Ce n’est pas la première fois, loin s’en faut, qu’on suivrait cette méprise. Selon H. Francotte (L’industrie dans la Grèce ancienne) ou A. Trever (A History of Greek Economic Thought), en Grèce antique, déjà, le peuple s’était réservé le droit de fixer le prix des marchandises et les réglementations étaient innombrables dans le but de « protéger » le citoyen. Ce n’est cependant qu’au XIXe siècle que la vogue nouvelle des réformateurs sociaux, dits ensuite socialistes, appela les économistes à s’interroger sur la désirabilité de la démocratisation de l’économie.

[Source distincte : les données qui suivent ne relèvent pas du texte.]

use crate::error::RandomError;
use crate::logging::log_state;
use crate::state::{check_registers, format_double, GeneratorState, REGISTERS};
use crate::tausworthe;
use failure::Error;
use std::f64::consts::{E, PI};
use std::time::{SystemTime, UNIX_EPOCH};

/// `64 - k` for each component, one byte each, slot 0 in the low byte.
const SEED_SHIFTS: u32 = 0x1109_0601;

/// Steps thrown away after seeding to mix the initial registers.
pub const WARM_UP_STEPS: usize = 10;

/// Fills the registers from `d` without warming up.
pub(crate) fn seed_registers(mut d: f64) -> [u64; REGISTERS] {
  let mut shifts = SEED_SHIFTS;
  let mut registers = [0; REGISTERS];
  for register in registers.iter_mut() {
    let m = 1u64 << (shifts & 255);
    shifts >>= 8;
    d = d * PI + E;
    let mut u = d.to_bits();
    // makes sure the top `k` bits are not all zero
    if u < m {
      u += m;
    }
    *register = u;
  }
  registers
}

pub fn seed(value: f64) -> Result<GeneratorState, RandomError> {
  if !value.is_finite() {
    return Err(RandomError::InvalidSeed { value });
  }
  verbose_log!("Seeding generator with {} ({})", value, format_double(value));
  let registers = seed_registers(value);
  debug_assert!(check_registers(&registers).is_ok());
  let mut state = GeneratorState::from_registers(registers);
  for _ in 0..WARM_UP_STEPS {
    tausworthe::step(&mut state);
  }
  log_state("Generator state after warm up", &state);
  Ok(state)
}

/// Current Unix time in whole seconds, for when no seed is given.
pub fn clock_seed() -> Result<f64, Error> {
  let since_epoch = SystemTime::now().duration_since(UNIX_EPOCH)?;
  Ok(since_epoch.as_secs() as f64)
}

/// Seeds `slot` with `get_seed()` if it has not been seeded yet, and returns
/// the generator either way. `get_seed` only runs for an empty slot.
pub fn seed_if_unseeded<F, E>(
  slot: &mut Option<GeneratorState>,
  get_seed: F,
) -> Result<&mut GeneratorState, E>
where
  F: FnOnce() -> Result<f64, E>,
  E: From<RandomError>,
{
  let state = match slot.take() {
    Some(state) => state,
    None => seed(get_seed()?)?,
  };
  Ok(slot.get_or_insert(state))
}
use crate::state::GeneratorState;
use std::sync::atomic::{AtomicUsize, Ordering};

/// Each level includes the ones before it.
#[derive(Debug, PartialEq, Eq, Clone, Copy, PartialOrd, Ord)]
pub enum LogLevel {
  Quiet = 0,
  Verbose = 1,
  Debug = 2,
}

static LOG_LEVEL: AtomicUsize = AtomicUsize::new(LogLevel::Quiet as usize);

pub fn set_log_level(level: LogLevel) {
  LOG_LEVEL.store(level as usize, Ordering::Relaxed);
}

pub fn log_level() -> LogLevel {
  match LOG_LEVEL.load(Ordering::Relaxed) {
    0 => LogLevel::Quiet,
    1 => LogLevel::Verbose,
    _ => LogLevel::Debug,
  }
}

fn wants(current: LogLevel, level: LogLevel) -> bool {
  current != LogLevel::Quiet && level <= current
}

pub fn _log<F>(level: LogLevel, get_s: F)
where
  F: FnOnce() -> String,
{
  if wants(log_level(), level) {
    eprintln!("{}", get_s());
  }
}

/// Writes the registers to stderr at debug level, one line per register.
pub fn log_state(title: &str, state: &GeneratorState) {
  if !wants(log_level(), LogLevel::Debug) {
    return;
  }
  eprintln!("{}:", title);
  for (slot, line) in state.dump().iter().enumerate() {
    eprintln!("  r[{}] {}", slot, line);
  }
}

#[macro_export]
macro_rules! verbose_log {
  ($($arg:tt)*) => ({
    $crate::logging::_log($crate::logging::LogLevel::Verbose, || format!($($arg)*));
  })
}

#[macro_export]
macro_rules! debug_log {
  ($($arg:tt)*) => ({
    $crate::logging::_log($crate::logging::LogLevel::Debug, || format!($($arg)*));
  })
}

#[cfg(test)]
mod tests {
  use crate::logging::*;

  #[test]
  fn levels_include_lower_ones() {
    assert!(wants(LogLevel::Debug, LogLevel::Verbose));
    assert!(wants(LogLevel::Debug, LogLevel::Debug));
    assert!(wants(LogLevel::Verbose, LogLevel::Verbose));
    assert!(!wants(LogLevel::Verbose, LogLevel::Debug));
    assert!(!wants(LogLevel::Quiet, LogLevel::Verbose));
  }

  #[test]
  fn quiet_by_default_and_lazy() {
    assert_eq!(log_level(), LogLevel::Quiet);
    let mut called = false;
    _log(LogLevel::Verbose, || {
      called = true;
      String::new()
    });
    assert!(!called);
  }
}
//! Box catalogue.
//!
//! A box is a small pattern automaton with port leaves. A transition slot
//! that names a box stands for a copy of that pattern whose ports continue
//! into the children of the slot, one child per port in port order.
//!
//! The catalogue is a plain value: build it once (usually with
//! [`BoxCatalogue::standard`]) and pass it by reference to
//! [`unfold`][crate::unfold::unfold] and [`fold`][crate::fold::fold].
//!
//! ```
//! use abdd_rs::boxes::{box_order, BoxCatalogue};
//!
//! let catalogue = BoxCatalogue::standard();
//! assert_eq!(catalogue.get("X").unwrap().port_arity(), 1);
//! assert_eq!(catalogue.get("LPort").unwrap().port_arity(), 2);
//! assert_eq!(box_order("esr"), Some(&["L0", "H0", "X"][..]));
//! ```

use std::collections::{BTreeMap, VecDeque};
use std::ops::Range;

use crate::automaton::Automaton;
use crate::error::StructuralError;
use crate::transition::{BoxSlot, Transition};
use crate::types::{StateId, Symbol};

/// Named box orders, from the plain BDD rule set up to the full catalogue.
pub const BOX_ORDERS: &[(&str, &[&str])] = &[
    ("bdd", &["X"]),
    ("zbdd", &["H0"]),
    ("tbdd", &["X", "H0"]),
    ("cbdd", &["X", "HPort"]),
    ("czdd", &["H0", "X"]),
    ("esr", &["L0", "H0", "X"]),
    ("cesr", &["L0", "H0", "L1", "H1", "X"]),
    ("full", &["L0", "H0", "L1", "H1", "X", "LPort", "HPort"]),
];

/// Looks up a named box order.
pub fn box_order(name: &str) -> Option<&'static [&'static str]> {
    BOX_ORDERS.iter().find(|(n, _)| *n == name).map(|(_, order)| *order)
}

type Shape = &'static [(u32, Symbol, &'static [u32])];

/// Transitions `(source, symbol, children)` of the standard boxes; `q0` is
/// the root.
const STANDARD_BOXES: &[(&str, Shape)] = &[
    ("X", &[(0, Symbol::Branch, &[0, 0]), (0, Symbol::Branch, &[1, 1]), (1, Symbol::Port(0), &[])]),
    (
        "L0",
        &[
            (0, Symbol::Branch, &[1, 0]),
            (0, Symbol::Branch, &[1, 2]),
            (1, Symbol::Branch, &[1, 1]),
            (1, Symbol::Terminal(false), &[]),
            (2, Symbol::Port(0), &[]),
        ],
    ),
    (
        "L1",
        &[
            (0, Symbol::Branch, &[1, 0]),
            (0, Symbol::Branch, &[1, 2]),
            (1, Symbol::Branch, &[1, 1]),
            (1, Symbol::Terminal(true), &[]),
            (2, Symbol::Port(0), &[]),
        ],
    ),
    (
        "H0",
        &[
            (0, Symbol::Branch, &[0, 2]),
            (0, Symbol::Branch, &[1, 2]),
            (1, Symbol::Port(0), &[]),
            (2, Symbol::Branch, &[2, 2]),
            (2, Symbol::Terminal(false), &[]),
        ],
    ),
    (
        "H1",
        &[
            (0, Symbol::Branch, &[0, 2]),
            (0, Symbol::Branch, &[1, 2]),
            (1, Symbol::Port(0), &[]),
            (2, Symbol::Branch, &[2, 2]),
            (2, Symbol::Terminal(true), &[]),
        ],
    ),
    (
        "LPort",
        &[
            (0, Symbol::Branch, &[1, 0]),
            (0, Symbol::Branch, &[1, 2]),
            (1, Symbol::Branch, &[1, 1]),
            (1, Symbol::Port(0), &[]),
            (2, Symbol::Port(1), &[]),
        ],
    ),
    (
        "HPort",
        &[
            (0, Symbol::Branch, &[0, 1]),
            (0, Symbol::Branch, &[2, 1]),
            (1, Symbol::Branch, &[1, 1]),
            (1, Symbol::Port(1), &[]),
            (2, Symbol::Port(0), &[]),
        ],
    ),
    ("False", &[(0, Symbol::Branch, &[0, 0]), (0, Symbol::Terminal(false), &[])]),
    ("True", &[(0, Symbol::Branch, &[0, 0]), (0, Symbol::Terminal(true), &[])]),
];

/// A named pattern automaton with a single root and `port_arity` ports.
#[derive(Debug, Clone)]
pub struct BoxDef {
    name: String,
    automaton: Automaton,
    port_states: Vec<StateId>,
}

impl BoxDef {
    /// Validates `automaton` as a box.
    ///
    /// The automaton needs exactly one root, its port symbols must be
    /// `Port0..Port{n-1}` with one port state each, and the port indices
    /// must follow the shape: port states sorted by their shortest low/high
    /// path from the root.
    pub fn new(name: impl Into<String>, automaton: Automaton) -> Result<Self, StructuralError> {
        let name = name.into();
        let invalid = |reason: String| StructuralError::InvalidBox {
            name: name.clone(),
            reason,
        };

        if automaton.roots().len() != 1 {
            return Err(invalid(format!("expected one root, found {}", automaton.roots().len())));
        }
        if automaton.root_box().is_some() {
            return Err(invalid("a box cannot carry a root box".to_string()));
        }

        let mut ports: BTreeMap<u32, StateId> = BTreeMap::new();
        for t in automaton.iter_transitions() {
            if let Symbol::Port(k) = t.symbol {
                if let Some(other) = ports.insert(k, t.source) {
                    if other != t.source {
                        return Err(invalid(format!("Port{} appears at {} and {}", k, other, t.source)));
                    }
                }
            }
        }
        for (i, &k) in ports.keys().enumerate() {
            if k as usize != i {
                return Err(invalid(format!("port indices are not contiguous (missing Port{})", i)));
            }
        }

        let port_states: Vec<StateId> = ports.values().copied().collect();
        let by_shape = ports_by_shape(&automaton, &port_states);
        if by_shape != port_states {
            return Err(invalid("port indices do not follow port order".to_string()));
        }

        Ok(Self {
            name,
            automaton,
            port_states,
        })
    }

    pub fn name(&self) -> &str {
        &self.name
    }

    pub fn automaton(&self) -> &Automaton {
        &self.automaton
    }

    pub fn root(&self) -> StateId {
        self.automaton.roots()[0]
    }

    pub fn port_arity(&self) -> usize {
        self.port_states.len()
    }

    /// Port states in port order.
    pub fn port_states(&self) -> &[StateId] {
        &self.port_states
    }
}

/// Sorts `ports` by their shortest path from the root, comparing paths as
/// sequences of child indices (low = 0, high = 1).
fn ports_by_shape(aut: &Automaton, ports: &[StateId]) -> Vec<StateId> {
    let mut paths: BTreeMap<StateId, Vec<usize>> = BTreeMap::new();
    let mut queue = VecDeque::new();
    for &root in aut.roots() {
        paths.insert(root, Vec::new());
        queue.push_back(root);
    }
    while let Some(state) = queue.pop_front() {
        let path = paths[&state].clone();
        for t in aut.transitions(state) {
            for (i, &child) in t.children.iter().enumerate() {
                let mut candidate = path.clone();
                candidate.push(i);
                match paths.get(&child) {
                    None => {
                        paths.insert(child, candidate);
                        queue.push_back(child);
                    }
                    Some(known) if known.len() == candidate.len() && candidate < *known => {
                        paths.insert(child, candidate);
                    }
                    Some(_) => {}
                }
            }
        }
    }
    let mut sorted = ports.to_vec();
    sorted.sort_by_key(|s| paths.get(s).map(|p| (p.len(), p.clone())));
    sorted
}

/// Read-only mapping from box names to box definitions.
#[derive(Debug, Clone, Default)]
pub struct BoxCatalogue {
    boxes: BTreeMap<String, BoxDef>,
}

impl BoxCatalogue {
    /// An empty catalogue.
    pub fn new() -> Self {
        Self::default()
    }

    /// The fixed catalogue: `X`, `L0`, `L1`, `H0`, `H1`, `LPort`, `HPort`,
    /// `False` and `True`.
    pub fn standard() -> Self {
        let mut catalogue = Self::new();
        for &(name, transitions) in STANDARD_BOXES {
            let mut aut = Automaton::new();
            aut.add_root(StateId::new(0));
            let mut port_states = Vec::new();
            for &(src, symbol, children) in transitions {
                let children: Vec<StateId> = children.iter().map(|&c| StateId::new(c)).collect();
                let slots = vec![BoxSlot::NoBox; children.len()];
                if let Symbol::Port(k) = symbol {
                    port_states.push((k, StateId::new(src)));
                }
                aut.add_transition(Transition::new(StateId::new(src), symbol, children, slots, None));
            }
            port_states.sort();
            let def = BoxDef {
                name: name.to_string(),
                automaton: aut,
                port_states: port_states.into_iter().map(|(_, s)| s).collect(),
            };
            catalogue.boxes.insert(name.to_string(), def);
        }
        catalogue
    }

    /// Adds a box. Boxes referenced from inside `def` must already be in
    /// the catalogue, so no box can reach itself.
    pub fn insert(&mut self, def: BoxDef) -> Result<(), StructuralError> {
        for t in def.automaton.iter_transitions() {
            for slot in &t.slots {
                if let BoxSlot::Boxed(inner) = slot {
                    if !self.boxes.contains_key(inner) {
                        return Err(StructuralError::InvalidBox {
                            name: def.name.clone(),
                            reason: format!("references undefined box '{}'", inner),
                        });
                    }
                }
            }
            self.check_transition(t)?;
        }
        self.boxes.insert(def.name.clone(), def);
        Ok(())
    }

    pub fn get(&self, name: &str) -> Result<&BoxDef, StructuralError> {
        self.boxes
            .get(name)
            .ok_or_else(|| StructuralError::UnknownBox { name: name.to_string() })
    }

    pub fn contains(&self, name: &str) -> bool {
        self.boxes.contains_key(name)
    }

    /// Number of children a slot consumes.
    pub fn slot_arity(&self, slot: &BoxSlot) -> Result<usize, StructuralError> {
        match slot {
            BoxSlot::NoBox => Ok(1),
            BoxSlot::Boxed(name) => Ok(self.get(name)?.port_arity()),
        }
    }

    /// Child index ranges covered by each slot of `t`.
    ///
    /// Fails if a slot names an unknown box or the children do not add up.
    pub fn slot_spans(&self, t: &Transition) -> Result<Vec<Range<usize>>, StructuralError> {
        if t.slots.len() != t.symbol.arity() {
            return Err(StructuralError::ArityMismatch {
                state: t.source,
                expected: t.symbol.arity(),
                found: t.slots.len(),
            });
        }
        let mut spans = Vec::with_capacity(t.slots.len());
        let mut offset = 0;
        for slot in &t.slots {
            let arity = self.slot_arity(slot)?;
            spans.push(offset..offset + arity);
            offset += arity;
        }
        if offset != t.children.len() {
            return Err(StructuralError::ArityMismatch {
                state: t.source,
                expected: offset,
                found: t.children.len(),
            });
        }
        Ok(spans)
    }

    /// Checks the slot arities of `t`.
    pub fn check_transition(&self, t: &Transition) -> Result<(), StructuralError> {
        self.slot_spans(t).map(|_| ())
    }

    /// Checks every transition of `aut` and its root box.
    pub fn check_automaton(&self, aut: &Automaton) -> Result<(), StructuralError> {
        aut.iter_transitions().try_for_each(|t| self.check_transition(t))?;
        if let Some(root_box) = aut.root_box() {
            let expected = self.get(&root_box.name)?.port_arity();
            if root_box.targets.len() != expected {
                return Err(StructuralError::RootBoxArity {
                    name: root_box.name.clone(),
                    expected,
                    found: root_box.targets.len(),
                });
            }
        }
        Ok(())
    }
}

Sur cette question de la compatibilité de la démocratie avec l’économie, et des modalités de leur interpénétration réciproque, l’économiste français Henri Baudrillart apparaît comme un auteur clé. Dans des articles épars, puis dans La Liberté du travail, l’association et la démocratie (1865), il a expliqué pourquoi démocratie et économie de marché, loin de s’opposer, se complètent et s’unissent ; pourquoi c’est de la liberté, non de la démocratie, que dépend fondamentalement le progrès matériel et moral des peuples.

Personnalité de premier plan dans le groupe des économistes libéraux français, Henri Baudrillart (1821-1892) fut rédacteur en chef du Journal des Économistes de 1855 à 1865, professeur d’histoire économique au Collège de France puis d’économie politique à l’École des Ponts et Chaussées. Son œuvre, aujourd’hui oubliée, illustre les préoccupations très larges de cet économiste qui fut surtout un grand pédagogue. Outre quelques écrits que nous avons déjà republié, l’ « Éloge de Madame de Staël », « Quesnay et le droit naturel », « Du principe de propriété », et le Manuel d’économie politique, nous devons mentionner ses Lectures choisies d’économie politique (1884) ainsi qu’un ouvrage complet sur l’éducation : La famille et l’éducation en France dans leurs rapports avec l’état de la société (1874). En reconnaissance de ses accomplissements, il fut élu à l’Académie des sciences morales et politiques en 1863 ; il fut fait successivement Chevalier puis Officier de la Légion d’honneur en 1860 et 1889.

La démocratie et l’économie politique, tel est le thème qu’il choisit en 1863 pour la leçon inaugurale de son cours au Collège de France.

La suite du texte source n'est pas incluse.